After acting on advice to specialise, he soon opened his first TY McGurk at The Nook, South Shields, with branches following at The Galleries, Washington, and Crowtree Road, Sunderland, as trade flourished.
He eventually sold up to his staff after turning 65 with the new owners keeping the successful McGurk name as they first expanded the business north of the River Tyne before selling up themselves to Mike Ashley’s Sports Direct empire. Mrs Wallhead said: “While he could sell sand to the Arabs and ice to the eskimoes, he was extremely loyal to his staff and wanted them to take it over rather than accept more money from other people.
“He also kept money in the business in their early years in charge to help them along the way.”
He is survived by wife, Doris, 89, who was a director of the business, his two step-daughters and step-son James Lowrie, 62, of Cleadon, an engineer in the oil industry.
Mr McGurk also has two daughters from his first marriage, Marilyn Latimer, 67, a retired saleswoman, and Sylvia Dent, 59, who works in retail, nine grandchildren and six great-grandchildren.
He died in hospital on April 20 with his funeral service held on Friday at South Shields Crematorium.
What’s in the TY McGurk name?
Opinion is divided locally on the first part of TY McGurk name.
Some people will spell it out as initials while others say it as a name.
So who is right? Over to Mrs McGurk herself.
“Thomas Younger McGurk was his full name so TY was used to shorten the business name down,” recalls Doris.
“But the first signwriter forgot to put a full stop inbetween the T and the Y and suddenly people who didn’t know him previously would be coming in the shop calling him Ty.
“It stuck from the point of view of the business although he was always Tom to his family and friends.”
His family included his sisters, the late Lilian McGurk, who was a noted local netball coach and worked for the English Netball Association, and Sylvia Spoor.
The business’s name is also remembered as the sponsor of a variety of sports trophies, teams and individuals.

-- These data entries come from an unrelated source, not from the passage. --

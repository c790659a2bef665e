//! Matching decoded envelopes back to the requests that produced them.
//!
//! Envelopes whose id does not belong to the outstanding request, and
//! second copies of one that does, are logged and dropped. They never reach
//! the caller.

use std::collections::HashMap;

use serde_json::Value;
use tracing::warn;

use crate::error::RpcError;

use super::protocol::{parse_id, ResponseEnvelope};

/// Pick the envelope answering request `expected` out of a decoded body.
///
/// An error envelope with a `null` id is accepted when it is the only one:
/// servers answer that way when they could not read the request id at all.
/// If nothing matches, the response is treated as lost in transit.
pub(crate) fn take_matching(
    expected: u64,
    envelopes: Vec<ResponseEnvelope>,
) -> Result<Value, RpcError> {
    let total = envelopes.len();
    let mut matched: Option<Result<Value, RpcError>> = None;

    for envelope in envelopes {
        let id = parse_id(&envelope.id);
        let anonymous_error = total == 1 && envelope.id.is_null() && envelope.outcome.is_err();

        if id == Some(expected) || anonymous_error {
            if matched.is_some() {
                warn!(rpc.id = expected, "discarding duplicate JSON-RPC response");
                continue;
            }
            matched = Some(envelope.outcome);
        } else {
            warn!(
                rpc.id = expected,
                response_id = %envelope.id,
                "discarding JSON-RPC response with mismatched id"
            );
        }
    }

    matched.unwrap_or_else(|| {
        Err(RpcError::transport(format!(
            "no response matched request id {expected}"
        )))
    })
}

/// Order batch envelopes by the consecutive ids `start_id..start_id + count`.
///
/// A batch rejected as a whole comes back as a lone error envelope with a
/// `null` id; that error is returned for the entire batch. Items the server
/// never answered are reported individually as malformed.
pub(crate) fn order_batch(
    start_id: u64,
    count: usize,
    envelopes: Vec<ResponseEnvelope>,
) -> Result<Vec<Result<Value, RpcError>>, RpcError> {
    if let [only] = envelopes.as_slice() {
        if only.id.is_null() {
            if let Err(err) = &only.outcome {
                return Err(err.clone());
            }
        }
    }

    let end_id = start_id + count as u64;
    let mut by_id: HashMap<u64, Result<Value, RpcError>> = HashMap::with_capacity(count);
    for envelope in envelopes {
        match parse_id(&envelope.id) {
            Some(id) if (start_id..end_id).contains(&id) => {
                if by_id.contains_key(&id) {
                    warn!(rpc.id = id, "discarding duplicate JSON-RPC batch item");
                    continue;
                }
                by_id.insert(id, envelope.outcome);
            }
            _ => {
                warn!(
                    rpc.batch_start_id = start_id,
                    rpc.batch_size = count,
                    response_id = %envelope.id,
                    "discarding JSON-RPC batch item with unexpected id"
                );
            }
        }
    }

    Ok((start_id..end_id)
        .map(|id| {
            by_id.remove(&id).unwrap_or_else(|| {
                Err(RpcError::Malformed(format!(
                    "missing JSON-RPC batch item id={id}"
                )))
            })
        })
        .collect())
}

Sunderland boxer Billy Hardy, a former British, European and Commonwealth featherweight champion, used to work at the firm’s city centre store and wore gloves and shorts emblazoned with the McGurk name.

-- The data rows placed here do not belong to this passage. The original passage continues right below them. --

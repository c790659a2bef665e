//! JSON-RPC over HTTP(S) using `reqwest`.
//!
//! One pooled `reqwest::Client` is shared by every call, so concurrent calls
//! reuse keep-alive connections to the node. Credentials are sent as HTTP
//! basic auth on each request.

use std::error::Error as _;

use async_trait::async_trait;
use reqwest::header;
use tracing::{debug, trace};

use crate::config::{Endpoint, RpcClientOptions};
use crate::error::{CoreError, RpcError};

use super::{RpcTransport, TransportReply};

pub struct HttpTransport {
    client: reqwest::Client,
    url: String,
    auth: Option<(String, String)>,
}

impl HttpTransport {
    /// Build a transport for `endpoint`.
    ///
    /// No overall request timeout is configured on the `reqwest` client: the
    /// request bound is enforced by [`super::RpcClient`] so that it is
    /// classified as a timeout rather than a transport failure.
    pub fn new(endpoint: &Endpoint, options: &RpcClientOptions) -> Result<Self, CoreError> {
        let client = reqwest::Client::builder()
            .connect_timeout(options.connect_timeout)
            .pool_max_idle_per_host(options.pool_max_idle_per_host)
            .tcp_nodelay(true)
            .build()
            .map_err(|e| CoreError::Config(format!("failed to build HTTP client: {e}")))?;

        Ok(Self {
            client,
            url: endpoint.url(),
            auth: endpoint
                .credentials()
                .map(|creds| (creds.user().to_owned(), creds.password().to_owned())),
        })
    }
}

#[async_trait]
impl RpcTransport for HttpTransport {
    async fn post(&self, request: &serde_json::Value) -> Result<TransportReply, RpcError> {
        let mut builder = self
            .client
            .post(&self.url)
            .header(header::CONTENT_TYPE, "application/json")
            .json(request);
        if let Some((ref user, ref pass)) = self.auth {
            builder = builder.basic_auth(user, Some(pass));
        }

        let response = builder.send().await.map_err(transport_error)?;
        let status = response.status();

        let body = response.text().await.map_err(transport_error)?;
        debug!(url = %self.url, %status, body_len = body.len(), "http response");
        trace!(url = %self.url, body = %body, "http response body");

        Ok(TransportReply {
            status: status.as_u16(),
            body,
        })
    }
}

/// Flatten a `reqwest` error and its sources into one message so DNS, connect
/// and TLS causes survive into the error shown to the caller.
fn transport_error(err: reqwest::Error) -> RpcError {
    let mut message = err.to_string();
    let mut source = err.source();
    while let Some(cause) = source {
        message.push_str(": ");
        message.push_str(&cause.to_string());
        source = cause.source();
    }
    RpcError::transport(message)
}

The day TY McGurk “sacked” his wife
Ever heard the one about the husband who “sacked” his wife from their business?
Mrs McGurk, who was married to Tom for 42 years, served as a director of the business and would occasionally help out in the shops.

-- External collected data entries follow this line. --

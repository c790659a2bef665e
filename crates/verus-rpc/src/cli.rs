use std::path::PathBuf;

use clap::Parser;

/// verus-rpc: send one JSON-RPC call to a Verus daemon and print the result.
#[derive(Parser)]
#[command(version, about)]
pub struct Cli {
    /// Full RPC URL (`http(s)://[user:pass@]host:port/path`). Overrides
    /// --rpc-host and --rpc-port.
    #[arg(long, env = "VERUS_RPC_URL")]
    pub rpc_url: Option<String>,

    /// RPC host. Falls back to `rpcconnect` from --conf, then 127.0.0.1.
    #[arg(long, env = "VERUS_RPC_HOST")]
    pub rpc_host: Option<String>,

    /// RPC port. Falls back to `rpcport` from --conf, then 27486.
    #[arg(long, env = "VERUS_RPC_PORT")]
    pub rpc_port: Option<u16>,

    /// RPC username (must be given together with --rpc-pass).
    #[arg(long, env = "VERUS_RPC_USER")]
    pub rpc_user: Option<String>,

    /// RPC password (must be given together with --rpc-user).
    #[arg(long, env = "VERUS_RPC_PASS")]
    pub rpc_pass: Option<String>,

    /// Daemon configuration file (e.g. VRSC.conf) to read rpcuser,
    /// rpcpassword, rpcport and rpcconnect from.
    #[arg(long, env = "VERUS_CONF")]
    pub conf: Option<PathBuf>,

    /// Per-attempt response timeout in seconds.
    #[arg(long, default_value = "30")]
    pub timeout_secs: u64,

    /// Total attempts for transport failures and timeouts.
    #[arg(long, default_value = "5")]
    pub max_attempts: usize,

    /// Backoff before the first retry, doubled on each further retry.
    #[arg(long, default_value = "200")]
    pub initial_backoff_ms: u64,

    /// Upper bound on the backoff between retries.
    #[arg(long, default_value = "2000")]
    pub max_backoff_ms: u64,

    /// Treat the call as state-changing: never resend it automatically.
    #[arg(long)]
    pub mutating: bool,

    /// Send the call exactly once.
    #[arg(long)]
    pub no_retry: bool,

    /// Print JSON results on a single line.
    #[arg(long)]
    pub compact: bool,

    /// RPC method name, e.g. `getinfo`.
    pub method: String,

    /// Positional parameters. Each is parsed as JSON and passed as a plain
    /// string when that fails.
    #[arg(allow_hyphen_values = true)]
    pub params: Vec<String>,
}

She remembers: “One time a young lad walked into the shop with his mam and looked up at a pair of boots on a shelf costing £80.
“His mam told him they could only afford to buy a cheaper pair for £25 and he wasn’t happy about it. I then told him not to be cheeky to his mam as I was a mam and I knew where she was coming from.
“After they went out without buying either, Tom said to me ‘don’t you realise that they’ll just go to another shop and buy the most expensive pair of boots elsewhere?’.
“‘I’d rather have them buy the £80 boots here rather than around the corner and at least I could get them to pay per week’. He told me I was sacked so I got my coat and told him I was going home.”
The couple survived the “crisis” and enjoyed lengthy holidays in Florida during their retirement with Tom becoming an avid golfer.
While his family are happy that he lived a full life almost to the end - even planning a cruise while fighting his recent illness - he very nearly did not survive the Second World War.
Step-son James recalls: “He used to talk about how a merchant ship had caught fire and they had to get it out of a harbour.
“So they sailed out in this tug when there was a sudden blast from the ship. Tom suffered spinal injuries and the man next to him was killed.”